What you are asked to do: Could you print exactly the lines of the listing below, starting at the line that has "is not open." and ending at the line that has "let Some(transport) = self.transport() else", and only those lines?

Records to process:
impl SessionController {
    pub fn state(&self) -> SessionState {
        self.inner.lock().state
    }

    pub fn status(&self) -> SessionStatus {
        self.inner.lock().status()
    }

    pub fn options(&self) -> SessionOptions {
        self.inner.lock().options.clone()
    }

    /// Watch controller state transitions.
    pub fn subscribe_state(&self) -> watch::Receiver<SessionState> {
        self.inner.state_tx.subscribe()
    }

    /// Whether a `send_turn` call is still waiting for its turn to end.
    pub fn turn_in_flight(&self) -> bool {
        self.inner.lock().turn.is_some()
    }

    /// The current transport, if any.
    pub fn transport(&self) -> Option<TransportSession> {
        self.inner.lock().transport.clone()
    }

    /// Connect with the stored options. No-op when already connected; joins
    /// an attempt already in progress.
    pub async fn connect(&self) -> Result<()> {
        self.connect_inner(None).await
    }

    /// Replace the stored options, then connect.
    pub async fn connect_with(&self, options: SessionOptions) -> Result<()> {
        self.connect_inner(Some(options)).await
    }

    async fn connect_inner(&self, options: Option<SessionOptions>) -> Result<()> {
        let mut out = Vec::new();
        let attempt = {
            let mut core = self.inner.lock();
            let state = core.state;
            match state {
                SessionState::Ready | SessionState::Sending => return Ok(()),
                SessionState::Connecting => {
                    if options.is_some() {
                        tracing::debug!("Connect already in progress; new options ignored");
                    }
                    None
                }
                _ => Some(self.inner.begin_connect(&mut core, options, &mut out)),
            }
        };
        self.inner.hooks.emit_all(out);

        match attempt {
            None => self.join_connect().await,
            Some((generation, transport, options)) => {
                let result = self.inner.establish(&transport, &options).await;
                self.inner.finish_connect(generation, result)
            }
        }
    }

    async fn join_connect(&self) -> Result<()> {
        let mut states = self.inner.state_tx.subscribe();
        let state = states
            .wait_for(|state| *state != SessionState::Connecting)
            .await
            .map(|state| *state)
            .map_err(|_| MurmurError::Disconnected)?;
        match state {
            SessionState::Ready | SessionState::Sending => Ok(()),
            SessionState::Disconnected => Err(MurmurError::Disconnected),
            other => Err(MurmurError::InvalidState(format!(
                "connect attempt ended in state {other}"
            ))),
        }
    }

    /// Request one model turn and wait for it to end.
    ///
    /// Waits (bounded) for the control channel when it is still opening.
    /// Transient send failures are retried by the configured policy. Only one
    /// turn may be in flight at a time.
    pub async fn send_turn(&self, text: &str, options: TurnOptions) -> Result<TurnOutcome> {
        let (turn_id, receiver, event) = self.inner.reserve_turn(text, options)?;

        let sent = self
            .inner
            .config
            .send_retry
            .execute(|attempt| self.inner.attempt_send(turn_id, attempt, &event))
            .await;
        if let Err(error) = sent {
            let mut out = Vec::new();
            {
                let mut core = self.inner.lock();
                if core.owns_turn(turn_id) {
                    core.turn = None;
                }
                if !matches!(error, MurmurError::Disconnected) {
                    self.inner.settle_failure(&mut core, &mut out);
                }
            }
            self.inner.hooks.emit_all(out);
            if !matches!(error, MurmurError::Disconnected) {
                tracing::warn!(%error, "Turn request failed");
                self.inner.hooks.report(&error);
            }
            return Err(error);
        }

        let turn_timeout = self.inner.config.turn_timeout;
        let result = match tokio::time::timeout(turn_timeout, receiver).await {
            Ok(Ok(result)) => result,
            Ok(Err(_)) => Err(MurmurError::Disconnected),
            Err(_) => Err(MurmurError::Timeout(turn_timeout.as_millis() as u64)),
        };

        let mut out = Vec::new();
        {
            let mut core = self.inner.lock();
            if core.owns_turn(turn_id) {
                core.turn = None;
            }
            if core.state == SessionState::Sending {
                match &result {
                    Ok(_) => self.inner.set_state(&mut core, SessionState::Ready, &mut out),
                    Err(_) => self.inner.settle_failure(&mut core, &mut out),
                }
            }
        }
        self.inner.hooks.emit_all(out);

        match &result {
            Ok(outcome) => tracing::debug!(
                tool_round_trips = outcome.tool_round_trips,
                "Turn completed"
            ),
            Err(error @ MurmurError::Timeout(_)) => {
                tracing::warn!(%error, "Turn timed out");
                self.inner.hooks.report(error);
            }
            Err(error) => tracing::debug!(%error, "Turn failed"),
        }
        result
    }

    /// Add a note snapshot as background context.
    ///
    /// Returns `false` without side effects when the channel is not open.
    /// Never connects and never fails; send errors go to the error hook.
    pub fn inject_context(&self, snapshot: &str) -> bool {
        let Some(transport) = self.transport() else {
            return false;
        };
        if transport.channel() != ChannelReadiness::Open {
            return false;
        }
        let message = format!("{CONTEXT_PREAMBLE}\n\n{snapshot}");
        match transport.send(&ClientEvent::context(&message)) {
            Ok(()) => {
                tracing::debug!(chars = snapshot.len(), "Injected note context");
                true
            }
            Err(error) => {
                tracing::warn!(%error, "Context injection failed");
                self.inner.hooks.report(&error);
                false
            }
        }
    }

    /// Ask the model to stop the current response and silence local playback.
    /// Does nothing when no response is in flight.
    pub fn cancel(&self) {
        let (transport, turn_active) = {
            let core = self.inner.lock();
            let active = core.turn.as_ref().is_some_and(|turn| turn.sent);
            (core.transport.clone(), active)
        };
        let Some(transport) = transport else {
            return;
        };
        if !turn_active && !transport.is_speaking() {
            return;
        }
        if let Err(error) = transport.send(&ClientEvent::cancel()) {
            tracing::debug!(%error, "Cancel not delivered");
        }
        transport.pause_output();
    }

    /// Pause local playback only.
    pub fn pause(&self) {
        if let Some(transport) = self.transport() {
            transport.pause_output();
        }
    }

    /// Resume local playback; autoplay policy may refuse again.
    pub async fn resume(&self) {
        if let Some(transport) = self.transport() {
            transport.resume_output().await;
        }
    }

    /// Tear everything down. Idempotent; an awaiting turn fails with
    /// [`MurmurError::Disconnected`].
    pub fn disconnect(&self) {
        let mut out = Vec::new();
        {
            let mut core = self.inner.lock();
            let transport = core.transport.take();
            if transport.is_none() && core.turn.is_none() && !core.state.is_active() {
                return;
            }
            core.generation += 1;
            if let Some(pump) = core.pump.take() {
                pump.abort();
            }
            core.demux.reset();
            if let Some(turn) = core.turn.take() {
                turn.resolve(Err(MurmurError::Disconnected));
            }
            if let Some(transport) = transport {
                if transport.is_speaking() {
                    out.push(HookEvent::AudioEnd);
                }
                transport.disconnect();
            }
            self.inner
                .set_state(&mut core, SessionState::Disconnected, &mut out);
        }
        tracing::info!("Realtime session disconnected");
        self.inner.hooks.emit_all(out);
    }

    /// Full teardown followed by a fresh connection.
    pub async fn reconnect(&self) -> Result<()> {
        self.disconnect();
        self.connect().await
    }

    /// Toggle microphone capture. Reconnects when a session is active.
    pub async fn set_microphone(&self, enabled: bool) -> Result<()> {
        let reconnect = {
            let mut core = self.inner.lock();
            if core.options.microphone == enabled {
                return Ok(());
            }
            core.options.microphone = enabled;
            core.state.is_active()
        };
        if reconnect {
            self.reconnect().await
        } else {
            Ok(())
        }
    }

    /// Change the voice. Reconnects when a session is active.
    pub async fn set_voice(&self, voice: impl Into<String>) -> Result<()> {
        let voice = voice.into();
        let reconnect = {
            let mut core = self.inner.lock();
            if core.options.voice == voice {
                return Ok(());
            }
            core.options.voice = voice;
            core.state.is_active()
        };
        if reconnect {
            self.reconnect().await
        } else {
            Ok(())
        }
    }

    /// Takes effect with the next turn.
    pub fn set_instructions(&self, instructions: Option<String>) {
        self.inner.lock().options.instructions = instructions;
    }

    /// Takes effect with the next connection.
    pub fn set_model(&self, model: impl Into<String>) {
        self.inner.lock().options.model = model.into();
    }
}

impl std::fmt::Debug for SessionController {
    fn fmt(&self, f: &mut std::fmt::Formatter<'_>) -> std::fmt::Result {
        f.debug_struct("SessionController")
            .field("status", &self.status())
            .field("tools", &self.inner.tools)
            .finish()
    }
}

Result of the exercise:
    /// Returns `false` without side effects when the channel is not open.
    /// Never connects and never fails; send errors go to the error hook.
    pub fn inject_context(&self, snapshot: &str) -> bool {
        let Some(transport) = self.transport() else {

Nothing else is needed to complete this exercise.